Retype every record below exactly as it appears.

──────── THE DATA ────────

//! Text embedding contract consumed by similarity-search backends

use crate::error::DejaResult;
use async_trait::async_trait;
use std::collections::hash_map::DefaultHasher;
use std::hash::{Hash, Hasher};

/// Trait for embedding providers.
///
/// Backends that rank by vector similarity consume this; the engine itself
/// never calls it. Implementations wrap whatever embedding service or local
/// model the deployment uses.
#[async_trait]
pub trait Vectorizer: Send + Sync {
    /// Embed a single text
    async fn embed(&self, text: &str) -> DejaResult<Vec<f32>>;

    /// Embed a batch of texts
    async fn embed_many(&self, texts: &[String]) -> DejaResult<Vec<Vec<f32>>> {
        let mut embeddings = Vec::with_capacity(texts.len());
        for text in texts {
            embeddings.push(self.embed(text).await?);
        }
        Ok(embeddings)
    }

    /// Embedding dimensionality
    fn dimensions(&self) -> usize;
}

/// Deterministic feature-hashed bag-of-words embedder.
///
/// No model downloads, no network: words are lowercased, hashed into a fixed
/// number of buckets, and the counts are L2-normalized. Quality is far below
/// a real embedding model, but overlap-heavy texts land close together,
/// which is enough for the in-memory backend and for tests.
#[derive(Debug, Clone)]
pub struct HashingVectorizer {
    dimensions: usize,
}

impl HashingVectorizer {
    /// Create a vectorizer with the given number of hash buckets
    pub fn new(dimensions: usize) -> Self {
        Self {
            dimensions: dimensions.max(1),
        }
    }

    fn bucket(&self, token: &str) -> usize {
        let mut hasher = DefaultHasher::new();
        token.hash(&mut hasher);
        (hasher.finish() % self.dimensions as u64) as usize
    }
}

impl Default for HashingVectorizer {
    fn default() -> Self {
        Self::new(256)
    }
}

#[async_trait]
impl Vectorizer for HashingVectorizer {
    async fn embed(&self, text: &str) -> DejaResult<Vec<f32>> {
        let mut vector = vec![0.0f32; self.dimensions];
        for token in text
            .split(|c: char| !c.is_alphanumeric())
            .filter(|t| !t.is_empty())
        {
            vector[self.bucket(&token.to_lowercase())] += 1.0;
        }
        let norm = vector.iter().map(|v| v * v).sum::<f32>().sqrt();
        if norm > 0.0 {
            for v in &mut vector {
                *v /= norm;
            }
        }
        Ok(vector)
    }

    fn dimensions(&self) -> usize {
        self.dimensions
    }
}

#[cfg(test)]
mod tests {
    use super::*;

    fn cosine(a: &[f32], b: &[f32]) -> f32 {
        a.iter().zip(b).map(|(x, y)| x * y).sum()
    }

    #[tokio::test]
    async fn embedding_is_deterministic() {
        let vectorizer = HashingVectorizer::default();
        let a = vectorizer.embed("check if an object is an instance").await.unwrap();
        let b = vectorizer.embed("check if an object is an instance").await.unwrap();
        assert_eq!(a, b);
    }

    #[tokio::test]
    async fn overlapping_texts_are_closer_than_disjoint_ones() {
        let vectorizer = HashingVectorizer::default();
        let base = vectorizer.embed("how do I check the type of an object").await.unwrap();
        let near = vectorizer.embed("how do I check an object type").await.unwrap();
        let far = vectorizer.embed("pasta recipe with garlic butter").await.unwrap();
        assert!(cosine(&base, &near) > cosine(&base, &far));
    }

    #[tokio::test]
    async fn empty_text_embeds_to_zero_vector() {
        let vectorizer = HashingVectorizer::new(16);
        let v = vectorizer.embed("").await.unwrap();
        assert_eq!(v.len(), 16);
        assert!(v.iter().all(|x| *x == 0.0));
    }

    #[tokio::test]
    async fn embed_many_maps_embed() {
        let vectorizer = HashingVectorizer::default();
        let texts = vec!["one".to_string(), "two".to_string()];
        let batch = vectorizer.embed_many(&texts).await.unwrap();
        assert_eq!(batch.len(), 2);
        assert_eq!(batch[0], vectorizer.embed("one").await.unwrap());
    }
}
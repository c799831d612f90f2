//! Error types for deja

use thiserror::Error;

/// Result type alias for deja operations
pub type DejaResult<T> = Result<T, DejaError>;

/// Main error type for deja
#[derive(Error, Debug, Clone)]
pub enum DejaError {
    /// Configuration related errors
    #[error("Configuration error: {0}")]
    Config(String),

    /// Cache backend errors
    #[error("Backend error: {0}")]
    Backend(String),

    /// Vectorizer errors
    #[error("Vectorizer error: {0}")]
    Vectorizer(String),

    /// Completion client errors
    #[error("Completion error: {0}")]
    Completion(String),

    /// History index out of range
    #[error("Index {index} out of range for history of length {len}")]
    OutOfBounds { index: usize, len: usize },

    /// IO errors
    #[error("IO error: {0}")]
    Io(String),

    /// JSON serialization/deserialization errors
    #[error("JSON error: {0}")]
    Json(String),

    /// HTTP request errors
    #[error("HTTP error: {0}")]
    Http(String),

    /// Invalid input errors
    #[error("Invalid input: {0}")]
    InvalidInput(String),

    /// Generic error with context
    #[error("Error: {0}")]
    Other(String),
}

impl DejaError {
    /// Create a new configuration error
    pub fn config(message: impl Into<String>) -> Self {
        Self::Config(message.into())
    }

    /// Create a new backend error
    pub fn backend(message: impl Into<String>) -> Self {
        Self::Backend(message.into())
    }

    /// Create a new vectorizer error
    pub fn vectorizer(message: impl Into<String>) -> Self {
        Self::Vectorizer(message.into())
    }

    /// Create a new completion client error
    pub fn completion(message: impl Into<String>) -> Self {
        Self::Completion(message.into())
    }

    /// Create a new invalid input error
    pub fn invalid_input(message: impl Into<String>) -> Self {
        Self::InvalidInput(message.into())
    }

    /// Create a new out-of-bounds error
    pub const fn out_of_bounds(index: usize, len: usize) -> Self {
        Self::OutOfBounds { index, len }
    }
}

impl From<std::io::Error> for DejaError {
    fn from(error: std::io::Error) -> Self {
        Self::Io(error.to_string())
    }
}

impl From<serde_json::Error> for DejaError {
    fn from(error: serde_json::Error) -> Self {
        Self::Json(error.to_string())
    }
}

────────

**COMPLETED EXERCISE**
//! Text embedding contract consumed by similarity-search backends

use crate::error::DejaResult;
use async_trait::async_trait;
use std::collections::hash_map::DefaultHasher;
use std::hash::{Hash, Hasher};

/// Trait for embedding providers.
///
/// Backends that rank by vector similarity consume this; the engine itself
/// never calls it. Implementations wrap whatever embedding service or local
/// model the deployment uses.
#[async_trait]
pub trait Vectorizer: Send + Sync {
    /// Embed a single text
    async fn embed(&self, text: &str) -> DejaResult<Vec<f32>>;

    /// Embed a batch of texts
    async fn embed_many(&self, texts: &[String]) -> DejaResult<Vec<Vec<f32>>> {
        let mut embeddings = Vec::with_capacity(texts.len());
        for text in texts {
            embeddings.push(self.embed(text).await?);
        }
        Ok(embeddings)
    }

    /// Embedding dimensionality
    fn dimensions(&self) -> usize;
}

/// Deterministic feature-hashed bag-of-words embedder.
///
/// No model downloads, no network: words are lowercased, hashed into a fixed
/// number of buckets, and the counts are L2-normalized. Quality is far below
/// a real embedding model, but overlap-heavy texts land close together,
/// which is enough for the in-memory backend and for tests.
#[derive(Debug, Clone)]
pub struct HashingVectorizer {
    dimensions: usize,
}

impl HashingVectorizer {
    /// Create a vectorizer with the given number of hash buckets
    pub fn new(dimensions: usize) -> Self {
        Self {
            dimensions: dimensions.max(1),
        }
    }

    fn bucket(&self, token: &str) -> usize {
        let mut hasher = DefaultHasher::new();
        token.hash(&mut hasher);
        (hasher.finish() % self.dimensions as u64) as usize
    }
}

impl Default for HashingVectorizer {
    fn default() -> Self {
        Self::new(256)
    }
}

#[async_trait]
impl Vectorizer for HashingVectorizer {
    async fn embed(&self, text: &str) -> DejaResult<Vec<f32>> {
        let mut vector = vec![0.0f32; self.dimensions];
        for token in text
            .split(|c: char| !c.is_alphanumeric())
            .filter(|t| !t.is_empty())
        {
            vector[self.bucket(&token.to_lowercase())] += 1.0;
        }
        let norm = vector.iter().map(|v| v * v).sum::<f32>().sqrt();
        if norm > 0.0 {
            for v in &mut vector {
                *v /= norm;
            }
        }
        Ok(vector)
    }

    fn dimensions(&self) -> usize {
        self.dimensions
    }
}

#[cfg(test)]
mod tests {
    use super::*;

    fn cosine(a: &[f32], b: &[f32]) -> f32 {
        a.iter().zip(b).map(|(x, y)| x * y).sum()
    }

    #[tokio::test]
    async fn embedding_is_deterministic() {
        let vectorizer = HashingVectorizer::default();
        let a = vectorizer.embed("check if an object is an instance").await.unwrap();
        let b = vectorizer.embed("check if an object is an instance").await.unwrap();
        assert_eq!(a, b);
    }

    #[tokio::test]
    async fn overlapping_texts_are_closer_than_disjoint_ones() {
        let vectorizer = HashingVectorizer::default();
        let base = vectorizer.embed("how do I check the type of an object").await.unwrap();
        let near = vectorizer.embed("how do I check an object type").await.unwrap();
        let far = vectorizer.embed("pasta recipe with garlic butter").await.unwrap();
        assert!(cosine(&base, &near) > cosine(&base, &far));
    }

    #[tokio::test]
    async fn empty_text_embeds_to_zero_vector() {
        let vectorizer = HashingVectorizer::new(16);
        let v = vectorizer.embed("").await.unwrap();
        assert_eq!(v.len(), 16);
        assert!(v.iter().all(|x| *x == 0.0));
    }

    #[tokio::test]
    async fn embed_many_maps_embed() {
        let vectorizer = HashingVectorizer::default();
        let texts = vec!["one".to_string(), "two".to_string()];
        let batch = vectorizer.embed_many(&texts).await.unwrap();
        assert_eq!(batch.len(), 2);
        assert_eq!(batch[0], vectorizer.embed("one").await.unwrap());
    }
}
repository c799831d612f90f2
//! Error types for deja

use thiserror::Error;

/// Result type alias for deja operations
pub type DejaResult<T> = Result<T, DejaError>;

/// Main error type for deja
#[derive(Error, Debug, Clone)]
pub enum DejaError {
    /// Configuration related errors
    #[error("Configuration error: {0}")]
    Config(String),

    /// Cache backend errors
    #[error("Backend error: {0}")]
    Backend(String),

    /// Vectorizer errors
    #[error("Vectorizer error: {0}")]
    Vectorizer(String),

    /// Completion client errors
    #[error("Completion error: {0}")]
    Completion(String),

    /// History index out of range
    #[error("Index {index} out of range for history of length {len}")]
    OutOfBounds { index: usize, len: usize },

    /// IO errors
    #[error("IO error: {0}")]
    Io(String),

    /// JSON serialization/deserialization errors
    #[error("JSON error: {0}")]
    Json(String),

    /// HTTP request errors
    #[error("HTTP error: {0}")]
    Http(String),

    /// Invalid input errors
    #[error("Invalid input: {0}")]
    InvalidInput(String),

    /// Generic error with context
    #[error("Error: {0}")]
    Other(String),
}

impl DejaError {
    /// Create a new configuration error
    pub fn config(message: impl Into<String>) -> Self {
        Self::Config(message.into())
    }

    /// Create a new backend error
    pub fn backend(message: impl Into<String>) -> Self {
        Self::Backend(message.into())
    }

    /// Create a new vectorizer error
    pub fn vectorizer(message: impl Into<String>) -> Self {
        Self::Vectorizer(message.into())
    }

    /// Create a new completion client error
    pub fn completion(message: impl Into<String>) -> Self {
        Self::Completion(message.into())
    }

    /// Create a new invalid input error
    pub fn invalid_input(message: impl Into<String>) -> Self {
        Self::InvalidInput(message.into())
    }

    /// Create a new out-of-bounds error
    pub const fn out_of_bounds(index: usize, len: usize) -> Self {
        Self::OutOfBounds { index, len }
    }
}

impl From<std::io::Error> for DejaError {
    fn from(error: std::io::Error) -> Self {
        Self::Io(error.to_string())
    }
}

impl From<serde_json::Error> for DejaError {
    fn from(error: serde_json::Error) -> Self {
        Self::Json(error.to_string())
    }
}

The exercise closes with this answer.